Twenty years after Bikini Kill help launch the feminist punk movement riot grrrl, rock bands made up entirely of women remain uncommon. So there's reason to take notice of Venus in Furs' debut CD release party at the Frequency on Sept. 2.
The members of the local band don't fit the clichés. They've got college degrees and established professional careers.
Guitarist Vic, who is 32, has a bachelor's degree in chemical engineering and a master's in biotechnology. She works as a cell biologist. Bassist Nat has a bachelor's degree in graphic design, art history and business. She runs a video and multimedia production company. Mar has a bachelor's in horticulture and works as a manager of a microbiology lab.

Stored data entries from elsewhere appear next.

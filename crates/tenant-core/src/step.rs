//! The step contract and the ordered per-lifecycle step registry.
//!
//! A [`Step`] is one unit of provisioning work against a single subsystem
//! (a schema, a semantic repository, a search index, a mailbox). Steps are
//! wired explicitly into a [`StepRegistry`]; registration order is the
//! execution order.

use serde::{Deserialize, Serialize};
use std::collections::HashSet;
use std::fmt;
use std::str::FromStr;
use std::sync::Arc;
use std::time::Duration;
use thiserror::Error;

use crate::error::{Result, TenantError};
use crate::model::{
    TenantInfo, TenantInitializationContext, TenantInitializationModel, TenantStepData,
};

// ---------------------------------------------------------------------------
// Lifecycle
// ---------------------------------------------------------------------------

#[derive(Debug, Clone, Copy, PartialEq, Eq, Hash, Serialize, Deserialize)]
#[serde(rename_all = "lowercase")]
pub enum Lifecycle {
    Create,
    Update,
    Delete,
}

impl Lifecycle {
    pub fn all() -> &'static [Lifecycle] {
        &[Lifecycle::Create, Lifecycle::Update, Lifecycle::Delete]
    }

    pub fn as_str(&self) -> &'static str {
        match self {
            Lifecycle::Create => "create",
            Lifecycle::Update => "update",
            Lifecycle::Delete => "delete",
        }
    }
}

impl fmt::Display for Lifecycle {
    fn fmt(&self, f: &mut fmt::Formatter<'_>) -> fmt::Result {
        f.write_str(self.as_str())
    }
}

impl FromStr for Lifecycle {
    type Err = TenantError;

    fn from_str(s: &str) -> Result<Self> {
        match s {
            "create" => Ok(Lifecycle::Create),
            "update" => Ok(Lifecycle::Update),
            "delete" => Ok(Lifecycle::Delete),
            other => Err(TenantError::InvalidLifecycle(other.to_string())),
        }
    }
}

// ---------------------------------------------------------------------------
// StepError
// ---------------------------------------------------------------------------

/// Failure of a single step operation.
#[derive(Debug, Error)]
pub enum StepError {
    #[error("{0}")]
    Failed(String),

    #[error("step '{step}' timed out after {timeout:?}")]
    TimedOut { step: String, timeout: Duration },

    /// Overran its timeout and the grace period after it; the operation may
    /// still be changing external state.
    #[error("step '{step}' timed out after {timeout:?} and is still running")]
    StillRunning { step: String, timeout: Duration },

    #[error("step '{step}' panicked: {message}")]
    Panicked { step: String, message: String },

    #[error(transparent)]
    Other(#[from] anyhow::Error),
}

impl StepError {
    pub fn failed(message: impl Into<String>) -> Self {
        Self::Failed(message.into())
    }

    /// True when the operation had not finished by the time the run moved on.
    pub fn is_still_running(&self) -> bool {
        matches!(self, Self::StillRunning { .. })
    }

    /// Message of the innermost cause.
    pub fn root_message(&self) -> String {
        match self {
            Self::Other(e) => e.root_cause().to_string(),
            other => other.to_string(),
        }
    }
}

pub type StepResult = std::result::Result<(), StepError>;

// ---------------------------------------------------------------------------
// Step
// ---------------------------------------------------------------------------

/// A unit of provisioning work.
///
/// `execute` must return `Err` on anything it cannot recover from: failure
/// detection is based on the returned result, never on inspecting external
/// state afterwards.
///
/// `delete` either compensates (`is_rollback = true`) or permanently removes
/// (`is_rollback = false`) what `execute` created. During rollback `execute`
/// may have failed halfway or never finished, so "nothing to clean up" must
/// return `Ok`.
///
/// `tenant` is the tenant the run was bound to when `delete` is called: the
/// existing tenant for update and delete runs, the tenant a step bound during
/// a create run, and `None` when no step had bound one yet. Compensations
/// replayed at startup receive the same value, read back from the saga log.
pub trait Step: Send + Sync {
    fn identifier(&self) -> &str;

    /// Default data for building a model. Must not perform I/O.
    fn provide(&self) -> TenantStepData {
        TenantStepData::new(self.identifier())
    }

    /// Property keys whose values must never reach the saga log, such as
    /// credentials. The step itself always sees the real values, except in
    /// compensations replayed at startup, which see the mask.
    fn sensitive_properties(&self) -> &[&str] {
        &[]
    }

    fn execute(
        &self,
        data: &mut TenantStepData,
        ctx: &mut TenantInitializationContext,
    ) -> StepResult;

    fn delete(
        &self,
        data: &TenantStepData,
        tenant: Option<&TenantInfo>,
        is_rollback: bool,
    ) -> StepResult;
}

// ---------------------------------------------------------------------------
// StepRegistry
// ---------------------------------------------------------------------------

/// Ordered steps for each lifecycle.
#[derive(Clone, Default)]
pub struct StepRegistry {
    create: Vec<Arc<dyn Step>>,
    update: Vec<Arc<dyn Step>>,
    delete: Vec<Arc<dyn Step>>,
}

impl StepRegistry {
    pub fn builder() -> StepRegistryBuilder {
        StepRegistryBuilder::default()
    }

    pub fn steps(&self, lifecycle: Lifecycle) -> &[Arc<dyn Step>] {
        match lifecycle {
            Lifecycle::Create => &self.create,
            Lifecycle::Update => &self.update,
            Lifecycle::Delete => &self.delete,
        }
    }

    pub fn identifiers(&self, lifecycle: Lifecycle) -> Vec<&str> {
        self.steps(lifecycle).iter().map(|s| s.identifier()).collect()
    }

    /// Default model for `lifecycle`: every step's `provide()` in order.
    pub fn provide_model(&self, lifecycle: Lifecycle) -> TenantInitializationModel {
        self.steps(lifecycle).iter().map(|s| s.provide()).collect()
    }
}

impl fmt::Debug for StepRegistry {
    fn fmt(&self, f: &mut fmt::Formatter<'_>) -> fmt::Result {
        f.debug_struct("StepRegistry")
            .field("create", &self.identifiers(Lifecycle::Create))
            .field("update", &self.identifiers(Lifecycle::Update))
            .field("delete", &self.identifiers(Lifecycle::Delete))
            .finish()
    }
}

#[derive(Default)]
pub struct StepRegistryBuilder {
    registry: StepRegistry,
}

impl StepRegistryBuilder {
    pub fn create(mut self, step: Arc<dyn Step>) -> Self {
        self.registry.create.push(step);
        self
    }

    pub fn update(mut self, step: Arc<dyn Step>) -> Self {
        self.registry.update.push(step);
        self
    }

    pub fn delete(mut self, step: Arc<dyn Step>) -> Self {
        self.registry.delete.push(step);
        self
    }

    /// Finish the registry, rejecting duplicate identifiers within a lifecycle.
    pub fn build(self) -> Result<StepRegistry> {
        for &lifecycle in Lifecycle::all() {
            let mut seen = HashSet::new();
            for id in self.registry.identifiers(lifecycle) {
                if !seen.insert(id) {
                    return Err(TenantError::DuplicateStep {
                        lifecycle,
                        step: id.to_string(),
                    });
                }
            }
        }
        Ok(self.registry)
    }
}

#[cfg(test)]
mod tests {
    use super::*;

    struct Named(&'static str);

    impl Step for Named {
        fn identifier(&self) -> &str {
            self.0
        }

        fn provide(&self) -> TenantStepData {
            TenantStepData::new(self.0).with_property("default", "yes")
        }

        fn execute(&self, _: &mut TenantStepData, _: &mut TenantInitializationContext) -> StepResult {
            Ok(())
        }

        fn delete(&self, _: &TenantStepData, _: Option<&TenantInfo>, _: bool) -> StepResult {
            Ok(())
        }
    }

    #[test]
    fn registry_keeps_registration_order() {
        let registry = StepRegistry::builder()
            .create(Arc::new(Named("tenant")))
            .create(Arc::new(Named("db")))
            .create(Arc::new(Named("mail")))
            .delete(Arc::new(Named("mail")))
            .build()
            .unwrap();

        assert_eq!(registry.identifiers(Lifecycle::Create), ["tenant", "db", "mail"]);
        assert_eq!(registry.identifiers(Lifecycle::Delete), ["mail"]);
        assert!(registry.steps(Lifecycle::Update).is_empty());
    }

    #[test]
    fn duplicate_identifier_in_one_lifecycle_is_rejected() {
        let err = StepRegistry::builder()
            .update(Arc::new(Named("db")))
            .update(Arc::new(Named("db")))
            .build()
            .unwrap_err();
        assert!(matches!(
            err,
            TenantError::DuplicateStep { lifecycle: Lifecycle::Update, ref step } if step == "db"
        ));
    }

    #[test]
    fn provide_model_unions_step_defaults() {
        let registry = StepRegistry::builder()
            .create(Arc::new(Named("tenant")))
            .create(Arc::new(Named("db")))
            .build()
            .unwrap();
        let model = registry.provide_model(Lifecycle::Create);
        let ids: Vec<&str> = model.iter().map(|d| d.step_identifier()).collect();
        assert_eq!(ids, ["tenant", "db"]);
        assert_eq!(model.get("db").unwrap().property("default"), Some("yes"));
    }

    #[test]
    fn lifecycle_parses_and_displays() {
        assert_eq!("delete".parse::<Lifecycle>().unwrap(), Lifecycle::Delete);
        assert_eq!(Lifecycle::Update.to_string(), "update");
        assert!("purge".parse::<Lifecycle>().is_err());
    }

    #[test]
    fn step_error_root_message() {
        assert_eq!(StepError::failed("boom").root_message(), "boom");
        let timed_out = StepError::TimedOut {
            step: "db".into(),
            timeout: Duration::from_secs(2),
        };
        assert_eq!(timed_out.root_message(), "step 'db' timed out after 2s");
        assert!(!timed_out.is_still_running());

        let running = StepError::StillRunning {
            step: "db".into(),
            timeout: Duration::from_secs(2),
        };
        assert!(running.is_still_running());
        assert_eq!(
            running.to_string(),
            "step 'db' timed out after 2s and is still running"
        );
    }
}
impl std::fmt::Debug for TenantOrchestrator {
    fn fmt(&self, f: &mut std::fmt::Formatter<'_>) -> std::fmt::Result {
        f.debug_struct("TenantOrchestrator")
            .field("registry", &self.registry)
            .field("config", &self.config)
            .field("saga_log", &self.saga_log.is_some())
            .finish_non_exhaustive()
    }
}
use axum::extract::{Path, State};
use axum::Json;

use crate::state::AppState;

/// GET /api/tenants/{id}/status: latest status record; UNKNOWN when never seen.
pub async fn get_tenant_status(
    State(app): State<AppState>,
    Path(tenant_id): Path<String>,
) -> Json<serde_json::Value> {
    let record = app.orchestrator.status(&tenant_id);
    Json(serde_json::json!({
        "tenant_id": tenant_id,
        "status": record.status,
        "message": record.message,
        "updated_at": record.updated_at,
        "running": app.orchestrator.is_running(&tenant_id),
    }))
}

/// GET /api/status: every tracked tenant, sorted by id.
pub async fn list_status(State(app): State<AppState>) -> Json<serde_json::Value> {
    let list: Vec<serde_json::Value> = app
        .orchestrator
        .status_tracker()
        .snapshot()
        .into_iter()
        .map(|(tenant_id, record)| {
            serde_json::json!({
                "tenant_id": tenant_id,
                "status": record.status,
                "message": record.message,
                "updated_at": record.updated_at,
            })
        })
        .collect();
    Json(serde_json::json!(list))
}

The band's music is smart, too. The 12 songs on their new, self-titled album are heavy on instrumental surf-rock that sometimes wanders through a moody, restless post-punk vibe. "We all come from different musical backgrounds," says Nat. "Vic has been playing guitar since she was 5. She is classically trained. I didn't start playing bass until I was 18."
"It's fun to be able to take the many different sounds and influences we each have and turn it into our own sound," says Mar.
The trio added lyrics to half the songs on the new album. The abstract verses have more meaning than meets the ear. "Altars of Ego" connects the dots between McCarthyism and the tea party. On "Crimson Tide," Venus in Furs resist the rise of a red-state nation. "Politics of fear," sings Nat. "Fear of the unknown. Your existence is a threat, and it's a choice to survive."
Venus in Furs formed as a duo in late 2009, when Mar and Nat met at a party. They added Vic by spring 2010. "The specific surf sound was something we started playing around with before Vic joined," says Mar. "Then when we heard what she could do, it sort of sealed the deal."
Instrumental songwriting, says Nat, makes the band egalitarian. "The attention tends to gravitate toward the singer at shows," says Nat. "When we play our songs that don't have any lyrics, it makes the three of us more equal performers. Our drummer is really fun and funny and makes a lot of faces when we play."
Why have these three busy professional women made time in their lives to perform in a rock band? It's something they can't resist. "People can tell we're having a good time when the see us onstage together," says Nat.
"Sometimes bands take themselves so seriously," she adds. "We think it's fun to be up there making eye contact with people in the audience and smiling at them."
"It's a hugely personal, political act to be in an all-girl band that plays in a male-dominated genre," says Vic. "There's still a huge gender disparity in music, and very few role models for young women who want to write hard rock music and be on the stage."